Die Zentralbank des Landes hatte ihre Entscheidung, digitale Währungen zu regulieren und anzuerkennen, ursprünglich vor weniger als einem Monat, Ende August, angekündigt. Seitdem hat sie relativ schnell die Resolution 215 aus dem Jahr 2021 ausgearbeitet, die Bestimmungen für ein Lizenzierungssystem für digitale Währungsbörsen sowie für andere Anbieter virtueller Assets umfasst, die im Hoheitsgebiet des Landes tätig sind.

Kubas Zentralbank wies sowohl auf die Risiken als auch auf die Vorteile hin

Natürlich birgt die Krypto-Industrie immer noch Risiken, über die die Zentralbank sehr transparent informiert hat. Sie wies darauf hin, dass digitale Währungen zwar außerhalb von Kubas Bankensystem operieren, ihre Verwendung aber mit erheblichen geldpolitischen Risiken sowie Bedenken hinsichtlich der Finanzstabilität verbunden ist.

Darüber hinaus warnte die Bank auch vor böswilligen Akteuren, die ständig versuchen, von ahnungslosen Anlegern zu profitieren, sowie vor der Anonymität der Krypto-Branche, die zu illegalen Transaktionen führen könnte.

Die Annahme von Kryptowährungen hat aber auch klare Vorteile, wie z. B. einfachere, schnellere und billigere Überweisungen aus dem Ausland, z. B. aus den USA. Kuba hat ein großes Problem mit Überweisungen, da Geldtransferdienste wie Western Union das Land aufgrund des wachsenden Drucks aus Washington schon vor langer Zeit aufgegeben haben.

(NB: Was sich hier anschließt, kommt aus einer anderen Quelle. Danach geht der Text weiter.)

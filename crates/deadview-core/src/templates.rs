//! Template universe discovery.
//!
//! Template ids are paths relative to the project root, `/`-separated,
//! e.g. `app/views/home/index.html.erb`.

use std::collections::BTreeSet;
use std::fs;
use std::path::{Component, Path};

use anyhow::{Context, Result};

/// Collect every template file under `root/views_dir`.
///
/// Hidden files and directories are skipped. A missing views directory
/// yields an empty set.
pub fn scan(root: &Path, views_dir: &Path) -> Result<BTreeSet<String>> {
    let mut ids = BTreeSet::new();
    let dir = root.join(views_dir);
    if !dir.exists() {
        tracing::warn!("Views directory {:?} does not exist", dir);
        return Ok(ids);
    }

    walk(root, &dir, &mut ids)?;
    tracing::debug!("Found {} templates under {:?}", ids.len(), dir);
    Ok(ids)
}

fn walk(root: &Path, dir: &Path, ids: &mut BTreeSet<String>) -> Result<()> {
    for entry in
        fs::read_dir(dir).with_context(|| format!("Failed to read views directory: {:?}", dir))?
    {
        let entry = entry?;
        if entry.file_name().to_string_lossy().starts_with('.') {
            continue;
        }

        let path = entry.path();
        let file_type = entry
            .file_type()
            .with_context(|| format!("Failed to stat {:?}", path))?;
        if file_type.is_dir() {
            walk(root, &path, ids)?;
        } else if path.is_file() {
            if let Some(id) = relative_id(root, &path) {
                ids.insert(id);
            }
        }
    }
    Ok(())
}

/// Express `path` as a template id relative to `root`.
///
/// Relative paths are taken as already relative to the root. Returns `None`
/// when an absolute path lies outside the root or the path climbs with `..`.
pub fn relative_id(root: &Path, path: &Path) -> Option<String> {
    let relative = if path.is_absolute() {
        let root = if root.is_absolute() {
            root.to_path_buf()
        } else {
            std::env::current_dir().ok()?.join(root)
        };
        path.strip_prefix(&root).ok()?.to_path_buf()
    } else {
        path.to_path_buf()
    };

    let mut parts = Vec::new();
    for component in relative.components() {
        match component {
            Component::Normal(part) => parts.push(part.to_string_lossy().into_owned()),
            Component::CurDir => {}
            _ => return None,
        }
    }

    if parts.is_empty() {
        None
    } else {
        Some(parts.join("/"))
    }
}

#[cfg(test)]
mod tests {
    use super::*;
    use pretty_assertions::assert_eq;

    fn touch(root: &Path, rel: &str) {
        let path = root.join(rel);
        fs::create_dir_all(path.parent().unwrap()).unwrap();
        fs::write(path, "<p></p>").unwrap();
    }

    #[test]
    fn test_scan_collects_nested_templates() {
        let dir = tempfile::tempdir().unwrap();
        touch(dir.path(), "app/views/home/index.html.erb");
        touch(dir.path(), "app/views/home/show.html.erb");
        touch(dir.path(), "app/views/layouts/application.html.erb");
        touch(dir.path(), "app/models/user.rb");

        let ids = scan(dir.path(), Path::new("app/views")).unwrap();
        assert_eq!(
            ids.into_iter().collect::<Vec<_>>(),
            vec![
                "app/views/home/index.html.erb",
                "app/views/home/show.html.erb",
                "app/views/layouts/application.html.erb",
            ]
        );
    }

    #[test]
    fn test_scan_skips_hidden_entries() {
        let dir = tempfile::tempdir().unwrap();
        touch(dir.path(), "app/views/home/index.html.erb");
        touch(dir.path(), "app/views/home/.index.html.erb.swp");
        touch(dir.path(), "app/views/.git/config");

        let ids = scan(dir.path(), Path::new("app/views")).unwrap();
        assert_eq!(ids.len(), 1);
    }

    #[test]
    fn test_scan_missing_dir_is_empty() {
        let dir = tempfile::tempdir().unwrap();
        assert!(scan(dir.path(), Path::new("app/views")).unwrap().is_empty());
    }

    #[test]
    fn test_relative_id() {
        let root = Path::new("/srv/app");
        assert_eq!(
            relative_id(root, Path::new("/srv/app/app/views/a.html")),
            Some("app/views/a.html".to_string())
        );
        assert_eq!(
            relative_id(root, Path::new("./app/views/a.html")),
            Some("app/views/a.html".to_string())
        );
        assert_eq!(relative_id(root, Path::new("/etc/passwd")), None);
        assert_eq!(relative_id(root, Path::new("app/../../x")), None);
        assert_eq!(relative_id(root, Path::new("/srv/app")), None);
    }
}
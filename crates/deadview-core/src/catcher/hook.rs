//! Render hook: the extension point a template engine calls once per render.

use std::path::{Path, PathBuf};
use std::sync::Arc;

use super::context::CatcherContext;
use crate::templates::relative_id;

/// Receives one call per template render
pub trait RenderObserver: Send + Sync {
    /// `template` is the path of the template being rendered
    fn on_render(&self, template: &Path);
}

/// Counts renders of templates under the views directory.
///
/// Never fails: errors become the context's last exception.
#[derive(Clone)]
pub struct RenderHook {
    ctx: Arc<CatcherContext>,
    root: PathBuf,
    /// Root-relative views directory with a trailing `/`
    views_prefix: String,
}

impl RenderHook {
    pub fn new(ctx: Arc<CatcherContext>, root: impl Into<PathBuf>, views_dir: &Path) -> Self {
        let root = root.into();
        let views_prefix = relative_id(&root, views_dir)
            .map(|dir| format!("{}/", dir))
            .unwrap_or_default();
        Self {
            ctx,
            root,
            views_prefix,
        }
    }

    /// Template id for `template`, if it lives under the views directory
    pub fn resolve(&self, template: &Path) -> Option<String> {
        relative_id(&self.root, template).filter(|id| id.starts_with(&self.views_prefix))
    }

    /// Record a render, then run the real `render`
    pub fn around<R>(&self, template: &Path, render: impl FnOnce() -> R) -> R {
        self.on_render(template);
        render()
    }
}

impl RenderObserver for RenderHook {
    fn on_render(&self, template: &Path) {
        let Some(id) = self.resolve(template) else {
            return;
        };
        if let Err(e) = self.ctx.record_render(&id) {
            tracing::debug!("Render not counted: {}", e);
            self.ctx.stash_exception(format!("{:#}", anyhow::Error::from(e)));
        }
    }
}

#[cfg(test)]
mod tests {
    use super::*;

    fn hook(ctx: &Arc<CatcherContext>) -> RenderHook {
        RenderHook::new(ctx.clone(), "/srv/app", Path::new("app/views"))
    }

    #[test]
    fn test_counts_templates_under_views() {
        let ctx = Arc::new(CatcherContext::new(["app/views/home/index.html"]));
        let hook = hook(&ctx);

        hook.on_render(Path::new("/srv/app/app/views/home/index.html"));
        hook.on_render(Path::new("app/views/home/index.html"));

        assert_eq!(
            ctx.with_registry(|r| r.count("app/views/home/index.html")),
            Some(2)
        );
        assert!(ctx.last_exception().is_none());
    }

    #[test]
    fn test_ignores_templates_outside_views() {
        let ctx = Arc::new(CatcherContext::new(["app/views/a.html"]));
        let hook = hook(&ctx);

        hook.on_render(Path::new("/srv/app/vendor/gems/x/app/views/a.html"));
        hook.on_render(Path::new("/elsewhere/app/views/a.html"));
        hook.on_render(Path::new("app/viewsx/a.html"));

        assert_eq!(ctx.with_registry(|r| r.total_renders()), 0);
        assert!(ctx.last_exception().is_none());
    }

    #[test]
    fn test_unknown_template_is_stashed_and_render_proceeds() {
        let ctx = Arc::new(CatcherContext::new(["app/views/a.html"]));
        let hook = hook(&ctx);

        let html = hook.around(Path::new("app/views/missing.html"), || "<p>ok</p>");

        assert_eq!(html, "<p>ok</p>");
        assert_eq!(ctx.with_registry(|r| r.total_renders()), 0);
        let stashed = ctx.last_exception().unwrap();
        assert!(stashed.contains("app/views/missing.html"));
    }

    #[test]
    fn test_later_error_overwrites_earlier() {
        let ctx = Arc::new(CatcherContext::new(["app/views/a.html"]));
        let hook = hook(&ctx);

        hook.on_render(Path::new("app/views/one.html"));
        hook.on_render(Path::new("app/views/two.html"));

        let stashed = ctx.last_exception().unwrap();
        assert!(stashed.contains("two.html"));
        assert!(!stashed.contains("one.html"));
    }
}
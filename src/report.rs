//! Terminal output formatting for report files

use std::fmt::Write;

use deadview_core::report_file::ReportFile;
use deadview_core::{ConsolidatedReport, Snapshot};

/// Content of the report file: one process or a whole fleet
#[derive(Debug, Clone, PartialEq)]
pub enum Report {
    Process(Snapshot),
    Fleet(ConsolidatedReport),
}

impl Report {
    /// Read the report file, preferring the consolidated form
    pub fn load(file: &ReportFile) -> anyhow::Result<Self> {
        let bytes = file.read_bytes()?;
        if let Ok(report) = deadview_core::snapshot::decode_report(&bytes) {
            return Ok(Self::Fleet(report));
        }
        Ok(Self::Process(deadview_core::snapshot::decode(&bytes)?))
    }

    /// The (possibly merged) snapshot part
    pub fn snapshot(&self) -> &Snapshot {
        match self {
            Self::Process(snapshot) => snapshot,
            Self::Fleet(report) => &report.snapshot,
        }
    }

    /// Pretty JSON of the report
    pub fn to_json(&self) -> serde_json::Result<String> {
        match self {
            Self::Process(snapshot) => serde_json::to_string_pretty(snapshot),
            Self::Fleet(report) => serde_json::to_string_pretty(report),
        }
    }
}

/// Whether color output is enabled (TTY + NO_COLOR not set)
fn use_color() -> bool {
    use std::io::IsTerminal;
    std::io::stdout().is_terminal() && std::env::var_os("NO_COLOR").is_none()
}

/// ANSI color codes container (empty strings when color is disabled)
pub struct Colors {
    bold: &'static str,
    dim: &'static str,
    reset: &'static str,
    green: &'static str,
    red: &'static str,
    cyan: &'static str,
}

impl Colors {
    pub fn new() -> Self {
        if use_color() {
            Self {
                bold: "\x1b[1m",
                dim: "\x1b[2m",
                reset: "\x1b[0m",
                green: "\x1b[32m",
                red: "\x1b[31m",
                cyan: "\x1b[36m",
            }
        } else {
            Self::plain()
        }
    }

    /// No escape codes at all
    pub fn plain() -> Self {
        Self {
            bold: "",
            dim: "",
            reset: "",
            green: "",
            red: "",
            cyan: "",
        }
    }
}

impl Default for Colors {
    fn default() -> Self {
        Self::new()
    }
}

/// Print a report summary to stdout
pub fn print(report: &Report) {
    print!("{}", render(&Colors::new(), report));
}

/// Human summary of a report
pub fn render(c: &Colors, report: &Report) -> String {
    let snapshot = report.snapshot();
    let mut out = String::new();

    let title = match report {
        Report::Process(_) => format!("Dead views of pid {}", snapshot.pid),
        Report::Fleet(fleet) => format!("Dead views of {} instances", fleet.nb_instances),
    };
    let _ = writeln!(out, "{}=== {} ==={}", c.bold, title, c.reset);
    let _ = writeln!(out);

    let _ = writeln!(
        out,
        "  {}Captured:{}       {}",
        c.dim,
        c.reset,
        snapshot.captured_at.format("%Y-%m-%d %H:%M:%S")
    );
    if let Report::Fleet(fleet) = report {
        let pids: Vec<String> = fleet.pids.iter().map(|p| p.to_string()).collect();
        let _ = writeln!(out, "  {}Pids:{}           {}", c.dim, c.reset, pids.join(", "));
    }
    let _ = writeln!(
        out,
        "  {}Running hours:{}  {:.2}",
        c.dim, c.reset, snapshot.running_hours
    );
    let _ = writeln!(
        out,
        "  {}Renders:{}        {}",
        c.dim, c.reset, snapshot.views_rendered
    );

    let total = snapshot.complete_stats.len();
    let dead = snapshot.dead_views.len();
    let _ = writeln!(
        out,
        "  {}Templates:{}      {} tracked, {}{} dead{}",
        c.dim,
        c.reset,
        total,
        if dead > 0 { c.red } else { c.green },
        dead,
        c.reset
    );
    let _ = writeln!(out);

    if dead > 0 {
        let _ = writeln!(out, "  {}Never rendered:{}", c.bold, c.reset);
        for template in snapshot.dead_views.keys() {
            let _ = writeln!(out, "    {}{}{}", c.red, template, c.reset);
        }
        let _ = writeln!(out);
    }

    let mut busiest: Vec<(&String, &u64)> = snapshot
        .complete_stats
        .iter()
        .filter(|(_, &n)| n > 0)
        .collect();
    busiest.sort_by(|a, b| b.1.cmp(a.1).then_with(|| a.0.cmp(b.0)));
    if !busiest.is_empty() {
        let _ = writeln!(out, "  {}Most rendered:{}", c.bold, c.reset);
        let max = *busiest[0].1;
        for (template, count) in busiest.iter().take(10) {
            let bar = make_bar(c, **count, max, 30);
            let _ = writeln!(out, "    {:<50} {:>8}  {bar}", template, count);
        }
        let _ = writeln!(out);
    }

    for exception in &snapshot.exception_caught {
        let _ = writeln!(out, "  {}Last exception:{}", c.bold, c.reset);
        for line in exception.lines() {
            let _ = writeln!(out, "    {}{}{}", c.cyan, line, c.reset);
        }
    }

    out
}

fn make_bar(c: &Colors, value: u64, max: u64, width: u64) -> String {
    if max == 0 {
        return String::new();
    }
    let filled = (value * width) / max;
    let filled = filled.max(1); // at least 1 char for non-zero values
    format!("{}{}{}", c.dim, "█".repeat(filled as usize), c.reset)
}

#[cfg(test)]
mod tests {
    use super::*;
    use chrono::Local;
    use std::collections::BTreeMap;

    fn snapshot(pid: u32) -> Snapshot {
        let complete_stats: BTreeMap<String, u64> = [
            ("app/views/a.html".to_string(), 4),
            ("app/views/b.html".to_string(), 0),
            ("app/views/c.html".to_string(), 1),
        ]
        .into_iter()
        .collect();
        Snapshot {
            running_hours: 2.5,
            views_rendered: 5,
            captured_at: Local::now(),
            pid,
            exception_caught: vec!["template not tracked: x".to_string()],
            dead_views: [("app/views/b.html".to_string(), 0)].into_iter().collect(),
            complete_stats,
        }
    }

    #[test]
    fn test_render_process_report() {
        let text = render(&Colors::plain(), &Report::Process(snapshot(42)));

        assert!(text.contains("=== Dead views of pid 42 ==="));
        assert!(text.contains("3 tracked, 1 dead"));
        assert!(text.contains("    app/views/b.html\n"));
        assert!(text.contains("template not tracked: x"));
        // busiest first
        let a = text.find("app/views/a.html").unwrap();
        let c = text.find("app/views/c.html").unwrap();
        assert!(a < c);
    }

    #[test]
    fn test_render_fleet_report() {
        let mut fleet = ConsolidatedReport::seed(snapshot(1));
        fleet.absorb(&snapshot(2));
        fleet.finish();

        let text = render(&Colors::plain(), &Report::Fleet(fleet));
        assert!(text.contains("=== Dead views of 2 instances ==="));
        assert!(text.contains("Pids:           1, 2"));
        assert!(text.contains("Running hours:  5.00"));
    }

    #[test]
    fn test_load_distinguishes_forms() {
        let dir = tempfile::tempdir().unwrap();
        let file = ReportFile::new(dir.path().join("dead_views.txt"));

        file.write(&snapshot(7)).unwrap();
        assert!(matches!(Report::load(&file).unwrap(), Report::Process(s) if s.pid == 7));

        let mut fleet = ConsolidatedReport::seed(snapshot(7));
        fleet.finish();
        file.write(&fleet).unwrap();
        assert!(matches!(Report::load(&file).unwrap(), Report::Fleet(f) if f.nb_instances == 1));
    }

    #[test]
    fn test_json_output() {
        let json = Report::Process(snapshot(3)).to_json().unwrap();
        let value: serde_json::Value = serde_json::from_str(&json).unwrap();
        assert_eq!(value["pid"], 3);
        assert_eq!(value["dead_views"]["app/views/b.html"], 0);
        assert!(value.get("time").is_some());
    }

    #[test]
    fn test_make_bar() {
        let c = Colors::plain();
        assert_eq!(make_bar(&c, 0, 0, 10), "");
        assert_eq!(make_bar(&c, 10, 10, 4), "████");
        assert_eq!(make_bar(&c, 1, 100, 4), "█");
    }
}
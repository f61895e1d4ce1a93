use anyhow::Result;
use clap::{Parser, Subcommand};
use deadview_core::Settings;
use std::path::PathBuf;

/// Command line arguments
#[derive(Parser, Debug)]
#[command(author, version, about = "Find templates that production traffic never renders")]
pub struct Config {
    /// Enable debug mode
    #[arg(short, long, global = true)]
    pub debug: bool,

    /// Path to config file
    #[arg(short, long, global = true)]
    pub config: Option<PathBuf>,

    /// Project root (template ids are relative to it)
    #[arg(long, global = true)]
    pub root: Option<PathBuf>,

    /// Report file (default: tmp/dead_views.txt under the root)
    #[arg(long, global = true)]
    pub report_file: Option<PathBuf>,

    /// Command line filter used to find sibling processes
    #[arg(long, global = true)]
    pub filter: Option<String>,

    /// Subcommand
    #[command(subcommand)]
    pub command: Command,
}

/// Subcommands
#[derive(Subcommand, Debug, Clone, PartialEq, Eq)]
pub enum Command {
    /// Run a host that counts renders read from stdin (one template path per line)
    Serve,
    /// Ask one process to dump its stats and print them
    Dump {
        /// Target process
        pid: u32,
        /// How long to wait for the dump
        #[arg(long, default_value_t = 5)]
        timeout_secs: u64,
    },
    /// Ask one process to aggregate stats of all its siblings and print them
    Aggregate {
        /// Process that runs the aggregation
        pid: u32,
        /// How long to wait for the consolidated report
        #[arg(long, default_value_t = 30)]
        timeout_secs: u64,
    },
    /// Print the current report file
    Show {
        /// Print as JSON instead of a summary
        #[arg(long)]
        json: bool,
    },
}

impl Config {
    /// Parse command line arguments
    pub fn parse_args() -> Self {
        Self::parse()
    }

    /// Settings from the config file with CLI overrides applied
    pub fn settings(&self) -> Result<Settings> {
        let mut settings = Settings::load(self.config.as_ref())?;
        settings.merge_cli(
            self.root.as_ref(),
            self.report_file.as_ref(),
            self.filter.as_ref(),
        );
        settings.validate();
        Ok(settings)
    }
}

#[cfg(test)]
mod tests {
    use super::*;
    use pretty_assertions::assert_eq;

    #[test]
    fn test_parse_dump() {
        let cli = Config::try_parse_from(["deadview", "dump", "4242"]).unwrap();
        assert_eq!(
            cli.command,
            Command::Dump {
                pid: 4242,
                timeout_secs: 5
            }
        );
        assert!(!cli.debug);
    }

    #[test]
    fn test_global_flags_after_subcommand() {
        let cli = Config::try_parse_from([
            "deadview",
            "serve",
            "--filter",
            "unicorn worker",
            "--root",
            "/srv/app",
            "-d",
        ])
        .unwrap();
        assert_eq!(cli.command, Command::Serve);
        assert!(cli.debug);
        assert_eq!(cli.filter.as_deref(), Some("unicorn worker"));
    }

    #[test]
    fn test_cli_overrides_settings() {
        let dir = tempfile::tempdir().unwrap();
        let config = dir.path().join("deadview.toml");
        std::fs::write(&config, "process_filter = \"puma\"\nroot = \"/opt/app\"\n").unwrap();

        let cli = Config::try_parse_from([
            "deadview",
            "--config",
            config.to_str().unwrap(),
            "--filter",
            "unicorn",
            "show",
        ])
        .unwrap();
        let settings = cli.settings().unwrap();

        assert_eq!(settings.process_filter.as_deref(), Some("unicorn"));
        assert_eq!(settings.root, PathBuf::from("/opt/app"));
        assert_eq!(cli.command, Command::Show { json: false });
    }

    #[test]
    fn test_aggregate_requires_pid() {
        assert!(Config::try_parse_from(["deadview", "aggregate"]).is_err());
    }
}
//! Signal names and delivery.

use std::str::FromStr;

use nix::sys::signal::{self, Signal};
use nix::unistd::Pid;

use crate::error::CatcherError;

/// Parse a signal name such as `TRAP`, `sigurg`, `SIGTRAP` or `5`
pub fn parse_signal(name: &str) -> Result<Signal, CatcherError> {
    let trimmed = name.trim();
    let unknown = || CatcherError::UnknownSignal {
        name: name.to_string(),
    };

    if let Ok(number) = trimmed.parse::<i32>() {
        return Signal::try_from(number).map_err(|_| unknown());
    }

    let upper = trimmed.to_ascii_uppercase();
    let full = if upper.starts_with("SIG") {
        upper
    } else {
        format!("SIG{}", upper)
    };
    Signal::from_str(&full).map_err(|_| unknown())
}

/// Sends signals to other processes
pub trait Signaller: Send + Sync {
    /// Deliver `signal` to `pid`
    fn send(&self, pid: u32, signal: Signal) -> Result<(), CatcherError>;
}

/// Delivers signals with `kill(2)`
#[derive(Debug, Default, Clone, Copy)]
pub struct KillSignaller;

impl Signaller for KillSignaller {
    fn send(&self, pid: u32, sig: Signal) -> Result<(), CatcherError> {
        let raw = i32::try_from(pid).map_err(|_| CatcherError::Signal {
            pid,
            source: nix::errno::Errno::ESRCH,
        })?;
        signal::kill(Pid::from_raw(raw), sig)
            .map_err(|source| CatcherError::Signal { pid, source })
    }
}

#[cfg(test)]
mod tests {
    use super::*;

    #[test]
    fn test_parse_signal_names() {
        assert_eq!(parse_signal("TRAP").unwrap(), Signal::SIGTRAP);
        assert_eq!(parse_signal("urg").unwrap(), Signal::SIGURG);
        assert_eq!(parse_signal("SIGUSR2").unwrap(), Signal::SIGUSR2);
        assert_eq!(parse_signal(" SigHup ").unwrap(), Signal::SIGHUP);
        assert_eq!(parse_signal("5").unwrap(), Signal::SIGTRAP);
    }

    #[test]
    fn test_parse_signal_rejects_unknown() {
        assert!(matches!(
            parse_signal("NOPE"),
            Err(CatcherError::UnknownSignal { .. })
        ));
        assert!(parse_signal("").is_err());
        assert!(parse_signal("9999").is_err());
    }

    #[test]
    fn test_kill_missing_process_fails() {
        // pid_max on Linux is at most 2^22
        let err = KillSignaller
            .send(u32::MAX / 2, Signal::SIGURG)
            .unwrap_err();
        assert!(matches!(err, CatcherError::Signal { .. }));
    }
}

Kryptowährungen schienen eine logische Alternative zu sein, zumal das Interesse an diesem Land in den letzten Jahren rasant gestiegen ist. Die Menschen haben einen Vorgeschmack auf die finanzielle Freiheit bekommen, die Kryptowährungen bieten, und seitdem wollten sie mehr davon. Jetzt, dank der neuen Resolution, können sie sie endlich haben.